Studio album by Lauren Alaina
- Released: January 27, 2017
- Recorded: 2013–16
- Genres: Country; country pop;
- Length: 42:08
- Labels: Mercury Nashville; Interscope; 19;
- Producer: busbee

Lauren Alaina chronology
| Lauren Alaina (2015) | Road Less Traveled (2017) | Getting Good (2020) |

Singles from Road Less Traveled
- "Next Boyfriend" Released: September 18, 2015; "Road Less Traveled" Released: July 11, 2016; "Doin' Fine" Released: May 22, 2017;

= Road Less Traveled (Lauren Alaina album) =

Road Less Traveled is the second studio album by American country music artist Lauren Alaina. The album was released on January 27, 2017, by Mercury Nashville and Interscope Records. It includes the number one single of the same name.

==Background==
In January 2013, Alaina tweeted that she had started recording for her second album. She released a new song, "Barefoot and Buckwild", as the record's purported lead single in May 2013, however it failed to perform on the charts. In August 2014, Alaina underwent vocal surgery; after her recovery, she returned to the studio to work on new material with a "more mature" feel. By June 2015, she stated that the album was nearly finished. Alaina has said that this album will be different from her first and describes it as, "[having] some fun songs and sad songs – a little bit of what my life has been like over the past few years."

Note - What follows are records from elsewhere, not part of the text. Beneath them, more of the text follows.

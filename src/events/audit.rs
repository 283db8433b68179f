//! Audit trail of workflow events.
//!
//! The [`AuditHandler`] subscribes to every event kind and appends one
//! [`AuditLogEntry`] per event to an [`AuditLogStore`].

use std::sync::{Arc, Mutex};

use anyhow::{Context, Result};
use async_trait::async_trait;
use chrono::{DateTime, Utc};
use serde::Serialize;
use tracing::info;

use super::models::DomainEvent;
use super::publisher::EventHandler;

/// A persisted audit record.
#[derive(Debug, Clone, PartialEq, Serialize)]
pub struct AuditLogEntry {
    pub event_id: String,
    pub event_type: &'static str,
    pub timestamp: DateTime<Utc>,
    pub case_id: String,
    pub user_id: Option<String>,
    /// Full serialized event
    pub details: serde_json::Value,
}

/// Trait for audit log storage.
pub trait AuditLogStore: Send + Sync {
    /// Append an audit entry.
    fn append(&self, entry: AuditLogEntry) -> Result<()>;

    /// All entries for a case, oldest first.
    fn entries_for_case(&self, case_id: &str) -> Result<Vec<AuditLogEntry>>;
}

/// In-memory audit log.
#[derive(Default)]
pub struct InMemoryAuditLog {
    entries: Mutex<Vec<AuditLogEntry>>,
}

impl InMemoryAuditLog {
    pub fn new() -> Self {
        Self::default()
    }
}

impl AuditLogStore for InMemoryAuditLog {
    fn append(&self, entry: AuditLogEntry) -> Result<()> {
        self.entries
            .lock()
            .map_err(|_| anyhow::anyhow!("Audit log lock poisoned"))?
            .push(entry);
        Ok(())
    }

    fn entries_for_case(&self, case_id: &str) -> Result<Vec<AuditLogEntry>> {
        Ok(self
            .entries
            .lock()
            .map_err(|_| anyhow::anyhow!("Audit log lock poisoned"))?
            .iter()
            .filter(|e| e.case_id == case_id)
            .cloned()
            .collect())
    }
}

/// Persists every published event to the audit log.
pub struct AuditHandler {
    store: Arc<dyn AuditLogStore>,
}

impl AuditHandler {
    pub fn new(store: Arc<dyn AuditLogStore>) -> Self {
        Self { store }
    }
}

#[async_trait]
impl EventHandler for AuditHandler {
    fn name(&self) -> &str {
        "audit"
    }

    async fn handle(&self, event: &DomainEvent) -> Result<()> {
        let details = serde_json::to_value(event).context("Failed to serialize event")?;
        let entry = AuditLogEntry {
            event_id: event.event_id.clone(),
            event_type: event.kind().as_str(),
            timestamp: event.timestamp,
            case_id: event.case_id.clone(),
            user_id: event.user_id.clone(),
            details,
        };
        self.store.append(entry)?;
        info!(
            "Audit log persisted for event {} (event_id={})",
            event.kind().as_str(),
            event.event_id
        );
        Ok(())
    }
}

The album features four tracks that are on Alaina's self-titled EP, which was released in October 2015. Alaina announced the album's title and track listing on December 5, 2016. Alaina co-wrote all twelve tracks over three and a half years. Road Less Traveled became available for pre-order on December 16, 2016.

==Singles==
"Next Boyfriend" was released as the album's first single on September 15, 2015.

The title track, "Road Less Traveled" was released as the album's second single on July 11, 2016. It had previously served as the second single from Alaina's 2015 self-titled EP.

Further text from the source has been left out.